Vitaly se mit lentement mais sûrement à pâlir. Ses yeux commencèrent à aller dans tous les sens.
«Lusya… Attends… Quels garçons ? Quelle mère ? Où allons-nous tous les mettre…»
«Où ? Ici, bien sûr, Vitalik ! Dans notre grand appartement trois pièces et accueillant !» proclamai-je avec inspiration, les yeux brillants, sans lui laisser en placer une. «Nous sommes une famille ! Désormais, nous vivrons comme un grand clan italien uni et amical ! Ta mère dans la chambre d’amis, ma mère sur le canapé du salon, les garçons sur un matelas gonflable dans le couloir – ils sont petits, ça ne leur fait rien ! Oh, j’allais oublier !»
J’ai sorti mon téléphone de ma poche en me frappant théâtralement le front.
«Dasha a aussi Tyson ! Où est-elle censée le mettre avec toute cette poussière de travaux ? Tyson va s’installer chez nous aussi ! On va tous bien s’amuser !»
Tyson était un husky sibérien. Il était une énorme machine hyperactive, incroyablement poilue et extraordinairement écervelée, conçue pour produire du chaos, des poils et des hurlements.
En entendant le nom de Tyson, Vitaly se saisit le cœur.
«Un husky ?! Dans notre appartement ?! Lusya, tu as perdu la tête ? Il va manger mon canapé en cuir ! Les garçons vont détruire la télévision ! Et ma mère… elle aime le calme et la tranquillité !»

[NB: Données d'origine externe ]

//! SQLite persistence for destinations, images, pending file cleanups and
//! API users.

use std::str::FromStr;
use std::time::Duration;

use sqlx::sqlite::{SqliteConnectOptions, SqliteJournalMode, SqlitePoolOptions};

pub mod models;
pub mod repositories;

pub type DbPool = sqlx::SqlitePool;

/// Used when `DATABASE_URL` is unset.
pub const DEFAULT_DATABASE_URL: &str = "sqlite://tdm.db?mode=rwc";

/// `DATABASE_URL` from the environment, or [`DEFAULT_DATABASE_URL`].
pub fn database_url_from_env() -> String {
    std::env::var("DATABASE_URL")
        .ok()
        .filter(|url| !url.trim().is_empty())
        .unwrap_or_else(|| DEFAULT_DATABASE_URL.to_string())
}

/// Create a connection pool from a database URL.
///
/// In-memory databases get a single long-lived connection, since every new
/// connection to `sqlite::memory:` would open a fresh, empty database.
pub async fn create_pool(database_url: &str) -> Result<DbPool, sqlx::Error> {
    let in_memory = is_in_memory(database_url);

    let mut options = SqliteConnectOptions::from_str(database_url)?
        .create_if_missing(true)
        .foreign_keys(true)
        .busy_timeout(Duration::from_secs(5));
    if !in_memory {
        options = options.journal_mode(SqliteJournalMode::Wal);
    }

    let pool_options = if in_memory {
        SqlitePoolOptions::new()
            .max_connections(1)
            .idle_timeout(None)
            .max_lifetime(None)
    } else {
        SqlitePoolOptions::new().max_connections(5)
    };

    pool_options.connect_with(options).await
}

/// Apply the embedded migrations.
pub async fn run_migrations(pool: &DbPool) -> Result<(), sqlx::migrate::MigrateError> {
    sqlx::migrate!("./migrations").run(pool).await
}

/// Cheap connectivity probe.
pub async fn health_check(pool: &DbPool) -> Result<(), sqlx::Error> {
    sqlx::query("SELECT 1").execute(pool).await?;
    Ok(())
}

/// Fresh in-memory database with migrations applied.
pub async fn create_in_memory_pool() -> Result<DbPool, sqlx::migrate::MigrateError> {
    let pool = create_pool("sqlite::memory:").await?;
    run_migrations(&pool).await?;
    Ok(pool)
}

/// Write a consistent snapshot of the whole database to `target`.
///
/// `target` must not exist yet; SQLite refuses to overwrite it.
pub async fn vacuum_into(pool: &DbPool, target: &str) -> Result<(), sqlx::Error> {
    sqlx::query("VACUUM INTO $1").bind(target).execute(pool).await?;
    Ok(())
}

/// Whether a sqlx error is a unique-constraint violation.
pub fn is_unique_violation(err: &sqlx::Error) -> bool {
    matches!(err, sqlx::Error::Database(db_err) if db_err.is_unique_violation())
}

fn is_in_memory(database_url: &str) -> bool {
    database_url.contains(":memory:") || database_url.contains("mode=memory")
}
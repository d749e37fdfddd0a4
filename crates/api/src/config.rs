use tdm_core::error::CoreError;
use tdm_core::storage::MediaSettings;

use crate::auth::jwt::JwtConfig;

/// Default upload limit for image multipart bodies (10 MiB).
pub const DEFAULT_MAX_UPLOAD_BYTES: usize = 10 * 1024 * 1024;

/// Server configuration loaded from environment variables.
///
/// All fields except the JWT secret have defaults suitable for local
/// development. In production, override via environment variables.
#[derive(Debug, Clone)]
pub struct ServerConfig {
    /// Bind address (default: `0.0.0.0`).
    pub host: String,
    /// Bind port (default: `3000`).
    pub port: u16,
    /// Allowed CORS origins, parsed from comma-separated `CORS_ORIGINS` env var.
    pub cors_origins: Vec<String>,
    /// HTTP request timeout in seconds (default: `30`).
    pub request_timeout_secs: u64,
    /// Largest accepted request body for image uploads.
    pub max_upload_bytes: usize,
    /// JWT token configuration (secret, expiry).
    pub jwt: JwtConfig,
    /// Media root, public media URL and extra storage backends.
    pub media: MediaSettings,
}

impl ServerConfig {
    /// Load configuration from environment variables with defaults.
    ///
    /// | Env Var                | Default                    |
    /// |------------------------|----------------------------|
    /// | `HOST`                 | `0.0.0.0`                  |
    /// | `PORT`                 | `3000`                     |
    /// | `CORS_ORIGINS`         | `http://localhost:5173`    |
    /// | `REQUEST_TIMEOUT_SECS` | `30`                       |
    /// | `MAX_UPLOAD_BYTES`     | `10485760`                 |
    ///
    /// JWT and media settings are read by [`JwtConfig::from_env`] and
    /// [`MediaSettings::from_env`].
    pub fn from_env() -> Result<Self, CoreError> {
        let host = std::env::var("HOST").unwrap_or_else(|_| "0.0.0.0".into());
        let port: u16 = parse_env("PORT", 3000)?;

        let cors_origins: Vec<String> = std::env::var("CORS_ORIGINS")
            .unwrap_or_else(|_| "http://localhost:5173".into())
            .split(',')
            .map(|s| s.trim().to_string())
            .filter(|s| !s.is_empty())
            .collect();

        let request_timeout_secs: u64 = parse_env("REQUEST_TIMEOUT_SECS", 30)?;
        let max_upload_bytes: usize = parse_env("MAX_UPLOAD_BYTES", DEFAULT_MAX_UPLOAD_BYTES)?;

        Ok(Self {
            host,
            port,
            cors_origins,
            request_timeout_secs,
            max_upload_bytes,
            jwt: JwtConfig::from_env()?,
            media: MediaSettings::from_env()?,
        })
    }
}

/// Read `key` and parse it, falling back to `default` when unset.
pub(crate) fn parse_env<T>(key: &str, default: T) -> Result<T, CoreError>
where
    T: std::str::FromStr,
    T::Err: std::fmt::Display,
{
    match std::env::var(key) {
        Ok(raw) if !raw.trim().is_empty() => raw
            .trim()
            .parse()
            .map_err(|e| CoreError::Validation(format!("{key} is invalid: {e}"))),
        _ => Ok(default),
    }
}
//! Pluggable media storage.
//!
//! Jobs and the request path receive an `Arc<dyn Storage>` (or a
//! [`StorageRegistry`] when they need more than one backend); nothing reaches
//! for a global store.

mod backend;
pub mod config;
mod local;
mod memory;

use std::collections::BTreeMap;
use std::sync::Arc;

pub use backend::{is_hidden_path, validate_path, Storage, StorageError, StorageResult};
pub use config::{BackendConfig, MediaSettings, DEFAULT_BACKEND};
pub use local::LocalStorage;
pub use memory::MemoryStorage;

/// Named storage backends available to a process.
#[derive(Clone, Default)]
pub struct StorageRegistry {
    backends: BTreeMap<String, Arc<dyn Storage>>,
}

impl StorageRegistry {
    pub fn new() -> Self {
        Self::default()
    }

    /// Register a backend under its own [`Storage::name`], replacing any
    /// previous backend of that name.
    pub fn insert(&mut self, backend: Arc<dyn Storage>) {
        self.backends.insert(backend.name().to_string(), backend);
    }

    pub fn get(&self, name: &str) -> StorageResult<Arc<dyn Storage>> {
        self.backends
            .get(name)
            .cloned()
            .ok_or_else(|| StorageError::UnknownBackend(name.to_string()))
    }

    /// The backend rooted at the media directory.
    pub fn default_backend(&self) -> StorageResult<Arc<dyn Storage>> {
        self.get(DEFAULT_BACKEND)
    }

    pub fn names(&self) -> Vec<&str> {
        self.backends.keys().map(String::as_str).collect()
    }
}

#[cfg(test)]
mod tests {
    use assert_matches::assert_matches;

    use super::*;

    #[test]
    fn unknown_backend_is_an_error() {
        let registry = StorageRegistry::new();
        assert_matches!(registry.get("nope"), Err(StorageError::UnknownBackend(_)));
        assert_matches!(registry.default_backend(), Err(StorageError::UnknownBackend(_)));
    }

    #[test]
    fn insert_uses_backend_name() {
        let mut registry = StorageRegistry::new();
        registry.insert(Arc::new(MemoryStorage::new("default")));
        registry.insert(Arc::new(MemoryStorage::new("archive")));
        assert_eq!(registry.names(), vec!["archive", "default"]);
        assert!(registry.default_backend().is_ok());
    }
}
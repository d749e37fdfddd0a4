use std::sync::Arc;

use anyhow::Context;
use tdm_core::imaging::ThumbnailPolicy;
use tdm_core::storage::{MediaSettings, Storage, StorageRegistry};
use tdm_db::DbPool;

/// Host used for sitemap and robots output when `SITE_DOMAIN` is unset.
pub const DEFAULT_SITE_DOMAIN: &str = "example.com";

/// Everything a command needs: database, storage backends and site settings.
pub struct ManageContext {
    pub pool: DbPool,
    pub media: MediaSettings,
    pub registry: StorageRegistry,
    pub site_domain: String,
    pub thumbnail_policy: ThumbnailPolicy,
}

impl ManageContext {
    /// Connect to `DATABASE_URL`, apply migrations and build the storage registry.
    pub async fn from_env() -> anyhow::Result<Self> {
        let media = MediaSettings::from_env().context("Invalid media configuration")?;

        let database_url = tdm_db::database_url_from_env();
        let pool = tdm_db::create_pool(&database_url)
            .await
            .with_context(|| format!("Failed to open database '{database_url}'"))?;
        tdm_db::run_migrations(&pool)
            .await
            .context("Failed to run database migrations")?;

        let site_domain = std::env::var("SITE_DOMAIN")
            .ok()
            .filter(|d| !d.trim().is_empty())
            .unwrap_or_else(|| DEFAULT_SITE_DOMAIN.to_string());

        Ok(Self::new(pool, media, site_domain))
    }

    pub fn new(pool: DbPool, media: MediaSettings, site_domain: impl Into<String>) -> Self {
        let registry = media.build_registry();
        Self {
            pool,
            media,
            registry,
            site_domain: site_domain.into(),
            thumbnail_policy: ThumbnailPolicy::default(),
        }
    }

    /// Replace the storage registry (tests swap in in-memory backends).
    pub fn with_registry(mut self, registry: StorageRegistry) -> Self {
        self.registry = registry;
        self
    }

    /// The backend rooted at the media root.
    pub fn storage(&self) -> anyhow::Result<Arc<dyn Storage>> {
        Ok(self.registry.default_backend()?)
    }
}
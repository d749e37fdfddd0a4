//! HTTP-level tests for login and write-access gating.

mod common;

use axum::http::{Method, StatusCode};
use common::{body_json, json_request, TestApp, TEST_PASSWORD};
use serde_json::json;
use tdm_db::repositories::UserRepo;

#[tokio::test]
async fn login_success_returns_token() {
    let app = TestApp::new().await;
    let user = app.create_user("curator").await;

    let body = json!({ "username": "curator", "password": TEST_PASSWORD });
    let response = app
        .send(json_request(Method::POST, "/api/v1/auth/login", body, None))
        .await;

    assert_eq!(response.status(), StatusCode::OK);
    let json = body_json(response).await;
    assert!(json["data"]["access_token"].is_string());
    assert_eq!(json["data"]["token_type"], "Bearer");
    assert_eq!(json["data"]["expires_in"], 3600);
    assert_eq!(json["data"]["user"]["id"], user.id);
    assert_eq!(json["data"]["user"]["username"], "curator");
}

#[tokio::test]
async fn login_wrong_password_is_401() {
    let app = TestApp::new().await;
    app.create_user("curator").await;

    let body = json!({ "username": "curator", "password": "incorrect" });
    let response = app
        .send(json_request(Method::POST, "/api/v1/auth/login", body, None))
        .await;

    assert_eq!(response.status(), StatusCode::UNAUTHORIZED);
    let json = body_json(response).await;
    assert_eq!(json["code"], "UNAUTHORIZED");
}

#[tokio::test]
async fn login_unknown_user_is_401() {
    let app = TestApp::new().await;

    let body = json!({ "username": "nobody", "password": TEST_PASSWORD });
    let response = app
        .send(json_request(Method::POST, "/api/v1/auth/login", body, None))
        .await;

    assert_eq!(response.status(), StatusCode::UNAUTHORIZED);
}

#[tokio::test]
async fn login_deactivated_user_is_403() {
    let app = TestApp::new().await;
    let user = app.create_user("retired").await;
    UserRepo::set_active(&app.pool, user.id, false)
        .await
        .expect("deactivate should succeed");

    let body = json!({ "username": "retired", "password": TEST_PASSWORD });
    let response = app
        .send(json_request(Method::POST, "/api/v1/auth/login", body, None))
        .await;

    assert_eq!(response.status(), StatusCode::FORBIDDEN);
}

#[tokio::test]
async fn write_without_token_is_401() {
    let app = TestApp::new().await;

    let body = json!({ "name": "Taj Mahal" });
    let response = app
        .send(json_request(Method::POST, "/api/v1/destinations", body, None))
        .await;

    assert_eq!(response.status(), StatusCode::UNAUTHORIZED);
    let json = body_json(response).await;
    assert_eq!(json["error"], "Missing Authorization header");
}

#[tokio::test]
async fn write_with_garbage_token_is_401() {
    let app = TestApp::new().await;

    let body = json!({ "name": "Taj Mahal" });
    let response = app
        .send(json_request(
            Method::POST,
            "/api/v1/destinations",
            body,
            Some("not-a-jwt"),
        ))
        .await;

    assert_eq!(response.status(), StatusCode::UNAUTHORIZED);
}

#[tokio::test]
async fn token_of_deactivated_user_is_rejected() {
    let app = TestApp::new().await;
    let token = app.token().await;
    let user = UserRepo::find_by_username(&app.pool, "editor")
        .await
        .expect("query should succeed")
        .expect("user exists");
    UserRepo::set_active(&app.pool, user.id, false)
        .await
        .expect("deactivate should succeed");

    let body = json!({ "name": "Taj Mahal" });
    let response = app
        .send(json_request(
            Method::POST,
            "/api/v1/destinations",
            body,
            Some(&token),
        ))
        .await;

    assert_eq!(response.status(), StatusCode::FORBIDDEN);
}

#[tokio::test]
async fn login_token_grants_write_access() {
    let app = TestApp::new().await;
    app.create_user("curator").await;

    let body = json!({ "username": "curator", "password": TEST_PASSWORD });
    let response = app
        .send(json_request(Method::POST, "/api/v1/auth/login", body, None))
        .await;
    let token = body_json(response).await["data"]["access_token"]
        .as_str()
        .expect("token is a string")
        .to_string();

    let response = app
        .send(json_request(
            Method::POST,
            "/api/v1/destinations",
            json!({ "name": "Golden Temple" }),
            Some(&token),
        ))
        .await;
    assert_eq!(response.status(), StatusCode::CREATED);
}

«Vitalik, ne fais pas l’enfant !» Je lui caressai tendrement la joue grisonnante. «Plus on est de fous, plus on rit ! Antonina Vassilievna s’ennuyait, non ? Eh bien, maintenant, elle va tellement s’amuser qu’elle en oubliera son propre nom ! J’écris déjà à Maman et Dasha ! Elles seront ici demain pour le déjeuner !»
Je suis sortie en trombe de la cuisine, laissant mon mari dans un état de choc grave et incurable.
Bien sûr, tout était préparé à l’avance.
J’ai appelé immédiatement ma sœur Dasha, qui voulait depuis longtemps partir avec son mari en week-end sans enfants ni chien, et ma mère, femme vive et énergique au sens de l’humour génial. Après avoir brièvement expliqué la situation, j’ai reçu leur accord enthousiaste et inconditionnel pour participer à la mise en scène.
Le vendredi arriva. Jour J.
Vitaly, avec le visage d’un homme condamné à mort, amena sa mère. Antonina Vassilievna franchit le seuil de notre appartement avec une véritable grandeur royale. Elle avait un sac à main à la main, tandis que Vitaly traînait deux énormes valises.
« Eh bien, bonjour, Lyusochka », traîna ma belle-mère d’un ton condescendant en inspectant mon domaine. « J’espère que tu as bien aéré ma chambre ? Et je n’aime que le linge de lit en coton, pas de synthétiques. Nous vivrons maintenant en harmonie. Je vais t’apprendre à bien t’occuper de Vitalik, parce qu’avec toi il a l’air un peu pâle. »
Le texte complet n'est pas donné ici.